Stored data entries:
== Segment start ==
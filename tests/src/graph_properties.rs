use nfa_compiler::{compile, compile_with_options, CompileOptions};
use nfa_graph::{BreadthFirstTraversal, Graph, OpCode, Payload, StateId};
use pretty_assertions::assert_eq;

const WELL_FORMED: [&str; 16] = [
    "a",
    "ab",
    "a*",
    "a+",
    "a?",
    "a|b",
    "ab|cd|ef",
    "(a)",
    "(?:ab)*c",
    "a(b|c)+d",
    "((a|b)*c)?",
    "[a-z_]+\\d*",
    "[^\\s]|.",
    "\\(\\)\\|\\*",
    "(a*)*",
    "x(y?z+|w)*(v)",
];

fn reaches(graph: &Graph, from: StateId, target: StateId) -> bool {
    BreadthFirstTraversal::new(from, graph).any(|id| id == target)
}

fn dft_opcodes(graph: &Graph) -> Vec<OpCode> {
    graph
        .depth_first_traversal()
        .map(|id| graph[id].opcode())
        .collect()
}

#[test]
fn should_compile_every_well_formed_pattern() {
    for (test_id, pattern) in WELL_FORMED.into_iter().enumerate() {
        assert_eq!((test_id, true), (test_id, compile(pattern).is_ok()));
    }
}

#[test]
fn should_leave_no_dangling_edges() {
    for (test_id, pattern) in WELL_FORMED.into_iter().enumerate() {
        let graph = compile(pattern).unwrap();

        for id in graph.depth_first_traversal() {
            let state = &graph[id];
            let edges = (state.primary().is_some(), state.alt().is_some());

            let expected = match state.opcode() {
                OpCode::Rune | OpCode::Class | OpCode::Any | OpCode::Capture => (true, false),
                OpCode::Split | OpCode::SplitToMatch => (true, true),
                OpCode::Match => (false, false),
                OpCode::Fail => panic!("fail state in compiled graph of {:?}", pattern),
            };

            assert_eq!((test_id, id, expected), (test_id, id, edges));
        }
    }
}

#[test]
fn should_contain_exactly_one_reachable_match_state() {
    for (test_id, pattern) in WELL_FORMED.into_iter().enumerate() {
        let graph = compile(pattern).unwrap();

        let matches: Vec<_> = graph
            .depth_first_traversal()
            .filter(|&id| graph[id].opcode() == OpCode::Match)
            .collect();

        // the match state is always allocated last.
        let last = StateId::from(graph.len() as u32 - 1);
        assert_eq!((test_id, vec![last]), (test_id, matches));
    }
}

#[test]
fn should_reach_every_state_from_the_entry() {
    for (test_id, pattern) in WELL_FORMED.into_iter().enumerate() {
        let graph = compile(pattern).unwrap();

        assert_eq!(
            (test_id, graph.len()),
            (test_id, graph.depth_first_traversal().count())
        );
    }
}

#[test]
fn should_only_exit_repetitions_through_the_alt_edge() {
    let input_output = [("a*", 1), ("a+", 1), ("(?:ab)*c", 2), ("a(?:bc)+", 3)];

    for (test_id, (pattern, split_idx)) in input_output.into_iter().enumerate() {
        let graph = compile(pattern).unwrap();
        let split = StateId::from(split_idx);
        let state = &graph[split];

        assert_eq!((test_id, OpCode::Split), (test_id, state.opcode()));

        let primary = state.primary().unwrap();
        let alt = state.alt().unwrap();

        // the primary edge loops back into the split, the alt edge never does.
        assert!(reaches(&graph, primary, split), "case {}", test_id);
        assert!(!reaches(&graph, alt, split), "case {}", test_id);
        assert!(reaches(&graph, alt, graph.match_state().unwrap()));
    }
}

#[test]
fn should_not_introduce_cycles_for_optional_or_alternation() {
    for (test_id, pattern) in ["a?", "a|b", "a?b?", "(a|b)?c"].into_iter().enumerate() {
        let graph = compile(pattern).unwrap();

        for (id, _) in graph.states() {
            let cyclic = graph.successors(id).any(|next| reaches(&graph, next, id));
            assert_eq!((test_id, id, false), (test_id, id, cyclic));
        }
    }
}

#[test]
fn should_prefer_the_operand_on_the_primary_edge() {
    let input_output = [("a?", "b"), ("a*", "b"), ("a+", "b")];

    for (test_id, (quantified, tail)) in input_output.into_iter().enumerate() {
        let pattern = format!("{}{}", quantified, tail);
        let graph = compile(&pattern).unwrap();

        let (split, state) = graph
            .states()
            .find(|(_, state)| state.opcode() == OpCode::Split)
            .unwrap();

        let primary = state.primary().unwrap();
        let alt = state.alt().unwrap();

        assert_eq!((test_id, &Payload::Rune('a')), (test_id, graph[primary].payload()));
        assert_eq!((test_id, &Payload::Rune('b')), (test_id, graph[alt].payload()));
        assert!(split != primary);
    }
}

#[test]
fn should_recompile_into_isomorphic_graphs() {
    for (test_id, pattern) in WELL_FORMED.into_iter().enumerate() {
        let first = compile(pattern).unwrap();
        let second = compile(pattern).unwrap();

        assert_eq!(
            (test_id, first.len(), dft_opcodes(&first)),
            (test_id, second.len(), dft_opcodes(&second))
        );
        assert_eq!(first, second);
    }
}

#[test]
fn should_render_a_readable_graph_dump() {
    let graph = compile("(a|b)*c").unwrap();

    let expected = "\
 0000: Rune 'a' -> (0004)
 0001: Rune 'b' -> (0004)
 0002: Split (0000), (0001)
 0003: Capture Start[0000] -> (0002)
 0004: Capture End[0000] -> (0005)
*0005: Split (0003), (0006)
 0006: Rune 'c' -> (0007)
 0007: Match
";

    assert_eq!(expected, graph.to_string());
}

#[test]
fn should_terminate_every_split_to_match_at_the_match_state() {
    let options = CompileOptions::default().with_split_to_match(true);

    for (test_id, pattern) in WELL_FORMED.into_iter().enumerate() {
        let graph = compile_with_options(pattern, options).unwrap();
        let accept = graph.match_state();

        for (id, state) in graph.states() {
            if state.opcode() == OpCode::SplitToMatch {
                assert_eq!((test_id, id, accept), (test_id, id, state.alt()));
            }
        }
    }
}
== Segment end ==
> _EXERCISE DIRECTIONS_:
Using the same words as the original, repeat the records above.

> _TASK RESULT_:
filename tests/src/graph_properties.rs
use nfa_compiler::{compile, compile_with_options, CompileOptions};
use nfa_graph::{BreadthFirstTraversal, Graph, OpCode, Payload, StateId};
use pretty_assertions::assert_eq;

const WELL_FORMED: [&str; 16] = [
    "a",
    "ab",
    "a*",
    "a+",
    "a?",
    "a|b",
    "ab|cd|ef",
    "(a)",
    "(?:ab)*c",
    "a(b|c)+d",
    "((a|b)*c)?",
    "[a-z_]+\\d*",
    "[^\\s]|.",
    "\\(\\)\\|\\*",
    "(a*)*",
    "x(y?z+|w)*(v)",
];

fn reaches(graph: &Graph, from: StateId, target: StateId) -> bool {
    BreadthFirstTraversal::new(from, graph).any(|id| id == target)
}

fn dft_opcodes(graph: &Graph) -> Vec<OpCode> {
    graph
        .depth_first_traversal()
        .map(|id| graph[id].opcode())
        .collect()
}

#[test]
fn should_compile_every_well_formed_pattern() {
    for (test_id, pattern) in WELL_FORMED.into_iter().enumerate() {
        assert_eq!((test_id, true), (test_id, compile(pattern).is_ok()));
    }
}

#[test]
fn should_leave_no_dangling_edges() {
    for (test_id, pattern) in WELL_FORMED.into_iter().enumerate() {
        let graph = compile(pattern).unwrap();

        for id in graph.depth_first_traversal() {
            let state = &graph[id];
            let edges = (state.primary().is_some(), state.alt().is_some());

            let expected = match state.opcode() {
                OpCode::Rune | OpCode::Class | OpCode::Any | OpCode::Capture => (true, false),
                OpCode::Split | OpCode::SplitToMatch => (true, true),
                OpCode::Match => (false, false),
                OpCode::Fail => panic!("fail state in compiled graph of {:?}", pattern),
            };

            assert_eq!((test_id, id, expected), (test_id, id, edges));
        }
    }
}

#[test]
fn should_contain_exactly_one_reachable_match_state() {
    for (test_id, pattern) in WELL_FORMED.into_iter().enumerate() {
        let graph = compile(pattern).unwrap();

        let matches: Vec<_> = graph
            .depth_first_traversal()
            .filter(|&id| graph[id].opcode() == OpCode::Match)
            .collect();

        // the match state is always allocated last.
        let last = StateId::from(graph.len() as u32 - 1);
        assert_eq!((test_id, vec![last]), (test_id, matches));
    }
}

#[test]
fn should_reach_every_state_from_the_entry() {
    for (test_id, pattern) in WELL_FORMED.into_iter().enumerate() {
        let graph = compile(pattern).unwrap();

        assert_eq!(
            (test_id, graph.len()),
            (test_id, graph.depth_first_traversal().count())
        );
    }
}

#[test]
fn should_only_exit_repetitions_through_the_alt_edge() {
    let input_output = [("a*", 1), ("a+", 1), ("(?:ab)*c", 2), ("a(?:bc)+", 3)];

    for (test_id, (pattern, split_idx)) in input_output.into_iter().enumerate() {
        let graph = compile(pattern).unwrap();
        let split = StateId::from(split_idx);
        let state = &graph[split];

        assert_eq!((test_id, OpCode::Split), (test_id, state.opcode()));

        let primary = state.primary().unwrap();
        let alt = state.alt().unwrap();

        // the primary edge loops back into the split, the alt edge never does.
        assert!(reaches(&graph, primary, split), "case {}", test_id);
        assert!(!reaches(&graph, alt, split), "case {}", test_id);
        assert!(reaches(&graph, alt, graph.match_state().unwrap()));
    }
}

#[test]
fn should_not_introduce_cycles_for_optional_or_alternation() {
    for (test_id, pattern) in ["a?", "a|b", "a?b?", "(a|b)?c"].into_iter().enumerate() {
        let graph = compile(pattern).unwrap();

        for (id, _) in graph.states() {
            let cyclic = graph.successors(id).any(|next| reaches(&graph, next, id));
            assert_eq!((test_id, id, false), (test_id, id, cyclic));
        }
    }
}

#[test]
fn should_prefer_the_operand_on_the_primary_edge() {
    let input_output = [("a?", "b"), ("a*", "b"), ("a+", "b")];

    for (test_id, (quantified, tail)) in input_output.into_iter().enumerate() {
        let pattern = format!("{}{}", quantified, tail);
        let graph = compile(&pattern).unwrap();

        let (split, state) = graph
            .states()
            .find(|(_, state)| state.opcode() == OpCode::Split)
            .unwrap();

        let primary = state.primary().unwrap();
        let alt = state.alt().unwrap();

        assert_eq!((test_id, &Payload::Rune('a')), (test_id, graph[primary].payload()));
        assert_eq!((test_id, &Payload::Rune('b')), (test_id, graph[alt].payload()));
        assert!(split != primary);
    }
}

#[test]
fn should_recompile_into_isomorphic_graphs() {
    for (test_id, pattern) in WELL_FORMED.into_iter().enumerate() {
        let first = compile(pattern).unwrap();
        let second = compile(pattern).unwrap();

        assert_eq!(
            (test_id, first.len(), dft_opcodes(&first)),
            (test_id, second.len(), dft_opcodes(&second))
        );
        assert_eq!(first, second);
    }
}

#[test]
fn should_render_a_readable_graph_dump() {
    let graph = compile("(a|b)*c").unwrap();

    let expected = "\
 0000: Rune 'a' -> (0004)
 0001: Rune 'b' -> (0004)
 0002: Split (0000), (0001)
 0003: Capture Start[0000] -> (0002)
 0004: Capture End[0000] -> (0005)
*0005: Split (0003), (0006)
 0006: Rune 'c' -> (0007)
 0007: Match
";

    assert_eq!(expected, graph.to_string());
}

#[test]
fn should_terminate_every_split_to_match_at_the_match_state() {
    let options = CompileOptions::default().with_split_to_match(true);

    for (test_id, pattern) in WELL_FORMED.into_iter().enumerate() {
        let graph = compile_with_options(pattern, options).unwrap();
        let accept = graph.match_state();

        for (id, state) in graph.states() {
            if state.opcode() == OpCode::SplitToMatch {
                assert_eq!((test_id, id, accept), (test_id, id, state.alt()));
            }
        }
    }
}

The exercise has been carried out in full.